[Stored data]
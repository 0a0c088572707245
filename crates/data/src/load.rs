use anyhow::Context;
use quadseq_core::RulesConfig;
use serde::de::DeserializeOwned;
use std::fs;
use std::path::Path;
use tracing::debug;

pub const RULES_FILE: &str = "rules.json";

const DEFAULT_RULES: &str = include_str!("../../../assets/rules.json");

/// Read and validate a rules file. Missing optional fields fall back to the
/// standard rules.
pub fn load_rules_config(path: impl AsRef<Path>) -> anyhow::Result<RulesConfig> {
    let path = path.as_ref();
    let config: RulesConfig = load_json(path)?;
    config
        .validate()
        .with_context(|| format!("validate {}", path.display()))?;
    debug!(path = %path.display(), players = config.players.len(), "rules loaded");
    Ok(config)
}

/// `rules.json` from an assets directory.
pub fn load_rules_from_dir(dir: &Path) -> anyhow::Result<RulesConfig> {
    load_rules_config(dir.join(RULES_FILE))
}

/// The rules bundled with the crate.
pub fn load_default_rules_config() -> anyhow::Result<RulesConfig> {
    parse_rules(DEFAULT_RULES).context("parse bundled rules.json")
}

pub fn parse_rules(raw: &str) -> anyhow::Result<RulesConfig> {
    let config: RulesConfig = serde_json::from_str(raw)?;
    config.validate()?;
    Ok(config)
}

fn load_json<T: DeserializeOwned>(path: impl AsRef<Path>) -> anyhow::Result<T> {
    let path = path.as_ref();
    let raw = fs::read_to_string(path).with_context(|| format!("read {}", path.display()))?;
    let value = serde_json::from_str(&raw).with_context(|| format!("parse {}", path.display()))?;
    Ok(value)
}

---

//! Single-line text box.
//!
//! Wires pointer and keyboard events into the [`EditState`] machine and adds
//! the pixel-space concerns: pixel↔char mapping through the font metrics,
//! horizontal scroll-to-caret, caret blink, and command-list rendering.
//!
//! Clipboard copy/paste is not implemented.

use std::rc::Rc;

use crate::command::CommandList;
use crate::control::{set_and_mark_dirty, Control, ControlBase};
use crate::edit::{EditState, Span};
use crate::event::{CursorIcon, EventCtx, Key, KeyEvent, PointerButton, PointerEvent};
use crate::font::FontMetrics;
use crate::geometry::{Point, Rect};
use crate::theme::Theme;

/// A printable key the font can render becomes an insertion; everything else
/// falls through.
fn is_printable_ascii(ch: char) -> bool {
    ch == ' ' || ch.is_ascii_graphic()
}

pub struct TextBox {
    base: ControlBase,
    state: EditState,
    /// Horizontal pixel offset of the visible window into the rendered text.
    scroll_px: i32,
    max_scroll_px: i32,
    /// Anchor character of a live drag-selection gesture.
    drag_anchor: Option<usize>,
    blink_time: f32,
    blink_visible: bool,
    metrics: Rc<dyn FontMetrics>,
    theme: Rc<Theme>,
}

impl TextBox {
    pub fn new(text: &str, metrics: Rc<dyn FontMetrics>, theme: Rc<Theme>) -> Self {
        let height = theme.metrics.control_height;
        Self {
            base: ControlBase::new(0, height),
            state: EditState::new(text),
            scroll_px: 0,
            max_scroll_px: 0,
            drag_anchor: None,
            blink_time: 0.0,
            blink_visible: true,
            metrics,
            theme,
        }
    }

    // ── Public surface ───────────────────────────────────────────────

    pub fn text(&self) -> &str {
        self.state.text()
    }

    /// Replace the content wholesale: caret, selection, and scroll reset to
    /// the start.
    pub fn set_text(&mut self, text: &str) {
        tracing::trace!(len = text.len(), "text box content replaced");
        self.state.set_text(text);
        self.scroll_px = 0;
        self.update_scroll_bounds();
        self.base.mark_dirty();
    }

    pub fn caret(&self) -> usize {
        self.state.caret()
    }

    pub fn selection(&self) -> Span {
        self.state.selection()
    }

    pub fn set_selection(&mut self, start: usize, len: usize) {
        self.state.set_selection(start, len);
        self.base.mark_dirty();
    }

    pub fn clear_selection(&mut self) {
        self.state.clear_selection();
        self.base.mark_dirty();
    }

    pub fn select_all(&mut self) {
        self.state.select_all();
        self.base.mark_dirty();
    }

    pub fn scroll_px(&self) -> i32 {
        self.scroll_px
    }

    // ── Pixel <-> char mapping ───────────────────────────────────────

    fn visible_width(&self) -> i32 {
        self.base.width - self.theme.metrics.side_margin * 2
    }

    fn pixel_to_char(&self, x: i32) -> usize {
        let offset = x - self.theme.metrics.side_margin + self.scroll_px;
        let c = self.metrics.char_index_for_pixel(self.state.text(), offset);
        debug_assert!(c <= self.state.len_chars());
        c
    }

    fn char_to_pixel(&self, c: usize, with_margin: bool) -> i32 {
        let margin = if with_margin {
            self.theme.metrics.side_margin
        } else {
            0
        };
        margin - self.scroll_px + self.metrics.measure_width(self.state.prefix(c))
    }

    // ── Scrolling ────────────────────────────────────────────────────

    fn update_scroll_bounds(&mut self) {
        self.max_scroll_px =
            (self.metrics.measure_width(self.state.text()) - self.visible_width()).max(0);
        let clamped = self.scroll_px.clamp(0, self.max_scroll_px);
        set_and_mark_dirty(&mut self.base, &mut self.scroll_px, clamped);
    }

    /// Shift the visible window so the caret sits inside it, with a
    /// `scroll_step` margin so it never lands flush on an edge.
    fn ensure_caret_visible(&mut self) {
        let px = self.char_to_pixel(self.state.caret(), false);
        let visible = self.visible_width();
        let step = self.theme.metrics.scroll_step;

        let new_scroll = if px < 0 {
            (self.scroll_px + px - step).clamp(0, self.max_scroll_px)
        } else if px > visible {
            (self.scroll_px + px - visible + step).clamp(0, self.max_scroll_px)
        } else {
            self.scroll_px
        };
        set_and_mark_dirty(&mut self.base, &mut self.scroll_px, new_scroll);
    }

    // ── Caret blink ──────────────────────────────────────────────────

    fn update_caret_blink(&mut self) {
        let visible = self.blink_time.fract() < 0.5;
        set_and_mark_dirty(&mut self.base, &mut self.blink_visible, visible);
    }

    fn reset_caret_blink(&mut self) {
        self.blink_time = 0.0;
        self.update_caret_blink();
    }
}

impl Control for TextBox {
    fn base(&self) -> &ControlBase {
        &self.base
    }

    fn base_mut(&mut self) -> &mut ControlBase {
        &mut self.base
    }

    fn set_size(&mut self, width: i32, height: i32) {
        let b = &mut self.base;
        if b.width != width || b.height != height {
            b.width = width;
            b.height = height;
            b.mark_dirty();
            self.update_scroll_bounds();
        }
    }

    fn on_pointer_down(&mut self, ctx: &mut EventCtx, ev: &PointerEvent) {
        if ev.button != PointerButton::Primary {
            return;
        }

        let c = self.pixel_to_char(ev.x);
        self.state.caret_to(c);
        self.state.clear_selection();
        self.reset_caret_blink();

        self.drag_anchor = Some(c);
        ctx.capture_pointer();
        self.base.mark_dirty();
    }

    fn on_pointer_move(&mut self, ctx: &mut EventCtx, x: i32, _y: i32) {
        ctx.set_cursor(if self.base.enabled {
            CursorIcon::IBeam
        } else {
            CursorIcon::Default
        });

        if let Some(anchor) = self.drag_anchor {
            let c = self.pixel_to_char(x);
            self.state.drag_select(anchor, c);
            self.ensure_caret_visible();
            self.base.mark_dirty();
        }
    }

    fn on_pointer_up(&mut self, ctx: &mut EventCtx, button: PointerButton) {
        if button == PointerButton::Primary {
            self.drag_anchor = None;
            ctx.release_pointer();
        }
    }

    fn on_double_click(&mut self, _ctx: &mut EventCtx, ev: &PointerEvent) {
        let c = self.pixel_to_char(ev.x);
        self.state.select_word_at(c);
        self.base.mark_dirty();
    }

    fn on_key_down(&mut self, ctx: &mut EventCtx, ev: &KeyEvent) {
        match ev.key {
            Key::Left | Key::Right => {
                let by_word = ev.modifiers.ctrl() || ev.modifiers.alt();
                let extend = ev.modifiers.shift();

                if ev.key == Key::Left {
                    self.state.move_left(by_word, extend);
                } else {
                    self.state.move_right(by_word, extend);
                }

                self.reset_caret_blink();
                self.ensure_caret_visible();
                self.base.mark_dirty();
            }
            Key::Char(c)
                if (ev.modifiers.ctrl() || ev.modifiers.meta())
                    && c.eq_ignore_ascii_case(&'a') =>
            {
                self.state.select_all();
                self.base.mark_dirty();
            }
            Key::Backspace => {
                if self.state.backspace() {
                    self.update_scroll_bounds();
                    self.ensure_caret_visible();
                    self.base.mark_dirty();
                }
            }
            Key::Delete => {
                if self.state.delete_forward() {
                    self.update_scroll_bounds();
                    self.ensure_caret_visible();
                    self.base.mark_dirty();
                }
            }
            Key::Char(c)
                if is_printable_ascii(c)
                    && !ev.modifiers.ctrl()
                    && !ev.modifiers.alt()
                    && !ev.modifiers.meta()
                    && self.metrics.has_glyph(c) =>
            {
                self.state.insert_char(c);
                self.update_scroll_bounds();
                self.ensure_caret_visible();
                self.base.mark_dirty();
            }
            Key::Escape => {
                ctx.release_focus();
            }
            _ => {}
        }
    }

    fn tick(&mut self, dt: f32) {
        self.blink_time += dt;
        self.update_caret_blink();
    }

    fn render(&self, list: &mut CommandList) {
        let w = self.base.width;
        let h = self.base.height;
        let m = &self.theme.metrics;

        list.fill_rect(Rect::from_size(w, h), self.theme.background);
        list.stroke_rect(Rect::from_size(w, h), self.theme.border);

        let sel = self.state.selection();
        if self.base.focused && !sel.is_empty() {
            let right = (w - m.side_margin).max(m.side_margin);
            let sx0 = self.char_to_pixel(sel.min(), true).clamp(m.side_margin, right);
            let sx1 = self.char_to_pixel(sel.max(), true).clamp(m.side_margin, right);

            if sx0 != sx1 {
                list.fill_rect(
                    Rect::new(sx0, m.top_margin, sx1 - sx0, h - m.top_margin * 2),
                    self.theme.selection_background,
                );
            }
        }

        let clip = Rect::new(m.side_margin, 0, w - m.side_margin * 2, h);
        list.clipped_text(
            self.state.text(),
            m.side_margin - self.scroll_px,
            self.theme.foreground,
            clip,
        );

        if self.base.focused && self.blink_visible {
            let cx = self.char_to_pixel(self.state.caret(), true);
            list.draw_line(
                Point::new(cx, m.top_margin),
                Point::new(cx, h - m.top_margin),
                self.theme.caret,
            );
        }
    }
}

--

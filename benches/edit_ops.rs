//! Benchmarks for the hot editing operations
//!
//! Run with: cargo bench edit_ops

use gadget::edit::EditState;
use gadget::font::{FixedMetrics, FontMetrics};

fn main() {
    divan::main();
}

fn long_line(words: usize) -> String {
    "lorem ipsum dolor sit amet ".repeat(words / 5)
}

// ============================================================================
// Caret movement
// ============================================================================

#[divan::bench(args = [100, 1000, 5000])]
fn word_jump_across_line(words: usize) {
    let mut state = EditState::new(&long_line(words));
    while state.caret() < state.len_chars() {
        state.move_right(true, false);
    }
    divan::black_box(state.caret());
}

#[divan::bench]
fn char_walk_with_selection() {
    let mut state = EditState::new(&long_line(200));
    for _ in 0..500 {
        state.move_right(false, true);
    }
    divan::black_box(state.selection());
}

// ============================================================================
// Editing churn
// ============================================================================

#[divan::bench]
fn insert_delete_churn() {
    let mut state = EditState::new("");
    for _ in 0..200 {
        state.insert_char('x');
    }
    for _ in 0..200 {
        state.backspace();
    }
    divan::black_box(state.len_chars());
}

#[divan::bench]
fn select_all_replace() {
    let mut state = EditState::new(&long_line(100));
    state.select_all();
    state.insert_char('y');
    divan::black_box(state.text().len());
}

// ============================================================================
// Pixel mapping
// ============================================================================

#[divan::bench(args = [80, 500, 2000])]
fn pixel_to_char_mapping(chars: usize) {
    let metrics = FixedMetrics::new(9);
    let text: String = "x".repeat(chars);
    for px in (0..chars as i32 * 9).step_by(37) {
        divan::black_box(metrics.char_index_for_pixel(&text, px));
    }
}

Work item: Among the records above, a stretch begins at the line containing "fn set_size(&mut self, width: i32, height: i32)" and ends at the line containing "self.state.caret_to(c);". Restate that stretch word for word, and nothing else.

Result of the exercise:
    fn set_size(&mut self, width: i32, height: i32) {
        let b = &mut self.base;
        if b.width != width || b.height != height {
            b.width = width;
            b.height = height;
            b.mark_dirty();
            self.update_scroll_bounds();
        }
    }

    fn on_pointer_down(&mut self, ctx: &mut EventCtx, ev: &PointerEvent) {
        if ev.button != PointerButton::Primary {
            return;
        }

        let c = self.pixel_to_char(ev.x);
        self.state.caret_to(c);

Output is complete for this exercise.